• [Task details]:
With the line containing "filename crates/simulation/src/forwarding.rs" as the start and the line containing "let p2 = PacketId::new(NodeId(0), PacketSeq(1));" as the end, transcribe that span of the entries below exactly, including both.

(Saved data entries)

━━━━━━━━━━━━━━━━━━━━━━━━━━━━━━

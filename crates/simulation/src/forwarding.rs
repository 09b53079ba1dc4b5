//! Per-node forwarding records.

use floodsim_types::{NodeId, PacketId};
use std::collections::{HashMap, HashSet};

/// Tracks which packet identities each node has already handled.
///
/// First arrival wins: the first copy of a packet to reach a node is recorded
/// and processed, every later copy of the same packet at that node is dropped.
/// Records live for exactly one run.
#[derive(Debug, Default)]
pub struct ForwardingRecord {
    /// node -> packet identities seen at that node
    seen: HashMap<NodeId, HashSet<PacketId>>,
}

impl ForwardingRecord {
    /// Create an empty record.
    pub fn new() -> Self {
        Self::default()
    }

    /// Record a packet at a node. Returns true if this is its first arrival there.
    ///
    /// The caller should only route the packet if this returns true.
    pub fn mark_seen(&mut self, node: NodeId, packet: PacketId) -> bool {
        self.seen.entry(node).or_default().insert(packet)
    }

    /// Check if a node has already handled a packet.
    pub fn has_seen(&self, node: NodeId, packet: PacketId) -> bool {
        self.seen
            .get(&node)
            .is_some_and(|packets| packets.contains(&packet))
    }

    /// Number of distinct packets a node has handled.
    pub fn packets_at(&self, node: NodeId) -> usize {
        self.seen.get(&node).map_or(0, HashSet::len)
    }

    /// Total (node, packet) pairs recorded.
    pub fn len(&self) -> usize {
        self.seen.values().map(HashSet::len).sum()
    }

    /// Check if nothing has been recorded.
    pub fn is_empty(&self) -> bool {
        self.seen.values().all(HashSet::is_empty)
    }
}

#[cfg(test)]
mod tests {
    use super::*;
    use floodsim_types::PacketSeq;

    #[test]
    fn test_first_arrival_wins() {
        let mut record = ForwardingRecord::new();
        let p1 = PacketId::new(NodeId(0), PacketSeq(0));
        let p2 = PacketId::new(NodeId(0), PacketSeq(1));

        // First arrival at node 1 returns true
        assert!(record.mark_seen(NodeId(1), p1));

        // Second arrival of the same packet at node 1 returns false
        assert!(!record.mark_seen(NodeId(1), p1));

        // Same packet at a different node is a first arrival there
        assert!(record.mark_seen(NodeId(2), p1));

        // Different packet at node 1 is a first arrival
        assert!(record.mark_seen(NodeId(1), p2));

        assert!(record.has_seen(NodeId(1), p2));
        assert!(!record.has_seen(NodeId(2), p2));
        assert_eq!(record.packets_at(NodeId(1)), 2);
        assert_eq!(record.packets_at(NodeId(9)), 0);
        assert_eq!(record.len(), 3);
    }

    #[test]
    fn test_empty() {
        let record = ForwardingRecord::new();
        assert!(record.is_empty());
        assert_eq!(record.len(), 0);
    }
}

━━━━━━━━━━━━━━━━━━━━━━━━━━━━━━

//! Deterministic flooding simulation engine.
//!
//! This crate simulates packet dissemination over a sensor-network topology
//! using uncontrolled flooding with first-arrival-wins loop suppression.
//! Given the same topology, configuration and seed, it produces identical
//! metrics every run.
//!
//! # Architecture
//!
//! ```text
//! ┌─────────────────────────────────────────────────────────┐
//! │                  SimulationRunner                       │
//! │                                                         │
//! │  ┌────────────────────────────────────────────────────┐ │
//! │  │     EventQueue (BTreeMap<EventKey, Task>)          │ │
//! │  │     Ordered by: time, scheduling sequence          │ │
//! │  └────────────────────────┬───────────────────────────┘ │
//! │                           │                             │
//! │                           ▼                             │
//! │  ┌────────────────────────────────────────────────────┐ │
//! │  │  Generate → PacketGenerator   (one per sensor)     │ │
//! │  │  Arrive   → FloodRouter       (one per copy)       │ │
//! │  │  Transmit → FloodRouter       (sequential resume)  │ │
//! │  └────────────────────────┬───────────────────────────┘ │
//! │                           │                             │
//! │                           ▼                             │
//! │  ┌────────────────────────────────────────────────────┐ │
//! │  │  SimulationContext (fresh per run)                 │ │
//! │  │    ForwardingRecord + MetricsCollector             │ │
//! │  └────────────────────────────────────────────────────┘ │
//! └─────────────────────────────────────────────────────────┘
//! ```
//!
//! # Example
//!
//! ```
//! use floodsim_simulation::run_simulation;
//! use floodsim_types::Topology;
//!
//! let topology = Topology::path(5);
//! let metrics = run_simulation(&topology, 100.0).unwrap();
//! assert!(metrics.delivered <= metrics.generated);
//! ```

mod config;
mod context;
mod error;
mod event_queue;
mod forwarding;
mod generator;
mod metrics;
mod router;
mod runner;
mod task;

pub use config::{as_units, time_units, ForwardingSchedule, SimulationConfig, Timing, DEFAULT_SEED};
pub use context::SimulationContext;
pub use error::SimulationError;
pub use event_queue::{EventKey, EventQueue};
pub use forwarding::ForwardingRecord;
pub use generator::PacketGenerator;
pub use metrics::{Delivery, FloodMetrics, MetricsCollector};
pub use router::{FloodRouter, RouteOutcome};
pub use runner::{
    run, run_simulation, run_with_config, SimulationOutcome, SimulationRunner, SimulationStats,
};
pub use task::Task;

━━━━━━━━━━━━━━━━━━━━━━━━━━━━━━

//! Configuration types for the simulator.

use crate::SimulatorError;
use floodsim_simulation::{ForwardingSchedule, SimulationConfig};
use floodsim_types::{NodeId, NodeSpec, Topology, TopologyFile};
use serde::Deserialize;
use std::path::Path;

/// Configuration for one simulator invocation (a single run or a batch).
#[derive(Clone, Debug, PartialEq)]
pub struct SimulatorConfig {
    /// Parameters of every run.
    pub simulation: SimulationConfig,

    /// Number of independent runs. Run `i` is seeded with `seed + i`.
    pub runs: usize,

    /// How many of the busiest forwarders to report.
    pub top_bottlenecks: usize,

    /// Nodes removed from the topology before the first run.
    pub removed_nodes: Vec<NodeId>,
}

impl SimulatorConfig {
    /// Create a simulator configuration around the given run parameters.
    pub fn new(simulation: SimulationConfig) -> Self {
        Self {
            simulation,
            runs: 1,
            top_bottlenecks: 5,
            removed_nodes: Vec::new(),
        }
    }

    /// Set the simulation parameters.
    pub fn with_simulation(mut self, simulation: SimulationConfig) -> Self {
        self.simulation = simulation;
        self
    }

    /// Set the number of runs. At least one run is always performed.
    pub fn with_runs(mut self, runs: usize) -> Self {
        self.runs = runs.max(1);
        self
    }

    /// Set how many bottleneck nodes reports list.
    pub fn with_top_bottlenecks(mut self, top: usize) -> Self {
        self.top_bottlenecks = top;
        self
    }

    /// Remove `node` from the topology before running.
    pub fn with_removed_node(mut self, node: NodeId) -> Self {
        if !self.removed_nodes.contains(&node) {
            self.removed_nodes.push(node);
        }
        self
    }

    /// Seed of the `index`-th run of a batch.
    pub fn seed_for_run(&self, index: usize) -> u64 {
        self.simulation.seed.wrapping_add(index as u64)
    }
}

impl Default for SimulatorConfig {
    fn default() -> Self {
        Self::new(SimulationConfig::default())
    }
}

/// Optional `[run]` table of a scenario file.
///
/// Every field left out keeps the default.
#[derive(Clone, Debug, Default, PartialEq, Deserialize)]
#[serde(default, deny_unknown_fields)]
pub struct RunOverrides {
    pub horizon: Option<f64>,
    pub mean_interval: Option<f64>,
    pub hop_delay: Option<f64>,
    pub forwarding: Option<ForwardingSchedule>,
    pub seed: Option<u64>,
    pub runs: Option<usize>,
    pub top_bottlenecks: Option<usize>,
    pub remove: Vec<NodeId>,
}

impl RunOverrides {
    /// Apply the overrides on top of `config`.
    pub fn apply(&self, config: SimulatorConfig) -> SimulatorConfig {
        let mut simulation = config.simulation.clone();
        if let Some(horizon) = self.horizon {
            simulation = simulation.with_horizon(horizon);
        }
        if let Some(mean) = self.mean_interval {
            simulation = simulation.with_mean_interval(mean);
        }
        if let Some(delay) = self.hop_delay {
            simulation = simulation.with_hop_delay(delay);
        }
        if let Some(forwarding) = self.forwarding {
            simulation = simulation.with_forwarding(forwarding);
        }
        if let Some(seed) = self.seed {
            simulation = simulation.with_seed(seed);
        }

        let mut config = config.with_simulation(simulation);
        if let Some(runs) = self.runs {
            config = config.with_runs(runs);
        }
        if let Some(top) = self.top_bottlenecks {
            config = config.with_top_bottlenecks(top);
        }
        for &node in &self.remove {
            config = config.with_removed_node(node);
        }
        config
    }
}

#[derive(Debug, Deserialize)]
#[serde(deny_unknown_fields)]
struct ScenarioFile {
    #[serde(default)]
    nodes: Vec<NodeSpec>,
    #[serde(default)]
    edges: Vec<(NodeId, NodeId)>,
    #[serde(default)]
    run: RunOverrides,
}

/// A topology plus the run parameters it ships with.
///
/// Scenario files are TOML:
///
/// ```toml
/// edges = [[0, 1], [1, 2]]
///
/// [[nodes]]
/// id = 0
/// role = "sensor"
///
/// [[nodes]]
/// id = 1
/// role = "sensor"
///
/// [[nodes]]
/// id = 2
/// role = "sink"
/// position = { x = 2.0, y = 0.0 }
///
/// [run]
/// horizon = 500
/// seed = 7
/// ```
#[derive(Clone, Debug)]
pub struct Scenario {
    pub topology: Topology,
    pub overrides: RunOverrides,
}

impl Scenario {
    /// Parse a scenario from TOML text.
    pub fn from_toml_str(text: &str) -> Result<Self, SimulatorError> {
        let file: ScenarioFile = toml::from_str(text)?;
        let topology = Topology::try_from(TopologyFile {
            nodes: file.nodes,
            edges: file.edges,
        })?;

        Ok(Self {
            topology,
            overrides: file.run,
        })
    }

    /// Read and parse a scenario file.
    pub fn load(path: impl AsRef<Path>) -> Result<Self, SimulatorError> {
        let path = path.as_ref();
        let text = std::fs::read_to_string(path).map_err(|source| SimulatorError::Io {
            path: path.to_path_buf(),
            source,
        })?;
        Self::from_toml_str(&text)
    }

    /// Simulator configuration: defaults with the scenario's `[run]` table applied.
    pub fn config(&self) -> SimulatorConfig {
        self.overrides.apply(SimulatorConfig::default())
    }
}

━━━━━━━━━━━━━━━━━━━━━━━━━━━━━━

• [Written response]:
filename crates/simulation/src/forwarding.rs
repository 09b53079ba1dc4b5
//! Per-node forwarding records.

use floodsim_types::{NodeId, PacketId};
use std::collections::{HashMap, HashSet};

/// Tracks which packet identities each node has already handled.
///
/// First arrival wins: the first copy of a packet to reach a node is recorded
/// and processed, every later copy of the same packet at that node is dropped.
/// Records live for exactly one run.
#[derive(Debug, Default)]
pub struct ForwardingRecord {
    /// node -> packet identities seen at that node
    seen: HashMap<NodeId, HashSet<PacketId>>,
}

impl ForwardingRecord {
    /// Create an empty record.
    pub fn new() -> Self {
        Self::default()
    }

    /// Record a packet at a node. Returns true if this is its first arrival there.
    ///
    /// The caller should only route the packet if this returns true.
    pub fn mark_seen(&mut self, node: NodeId, packet: PacketId) -> bool {
        self.seen.entry(node).or_default().insert(packet)
    }

    /// Check if a node has already handled a packet.
    pub fn has_seen(&self, node: NodeId, packet: PacketId) -> bool {
        self.seen
            .get(&node)
            .is_some_and(|packets| packets.contains(&packet))
    }

    /// Number of distinct packets a node has handled.
    pub fn packets_at(&self, node: NodeId) -> usize {
        self.seen.get(&node).map_or(0, HashSet::len)
    }

    /// Total (node, packet) pairs recorded.
    pub fn len(&self) -> usize {
        self.seen.values().map(HashSet::len).sum()
    }

    /// Check if nothing has been recorded.
    pub fn is_empty(&self) -> bool {
        self.seen.values().all(HashSet::is_empty)
    }
}

#[cfg(test)]
mod tests {
    use super::*;
    use floodsim_types::PacketSeq;

    #[test]
    fn test_first_arrival_wins() {
        let mut record = ForwardingRecord::new();
        let p1 = PacketId::new(NodeId(0), PacketSeq(0));
        let p2 = PacketId::new(NodeId(0), PacketSeq(1));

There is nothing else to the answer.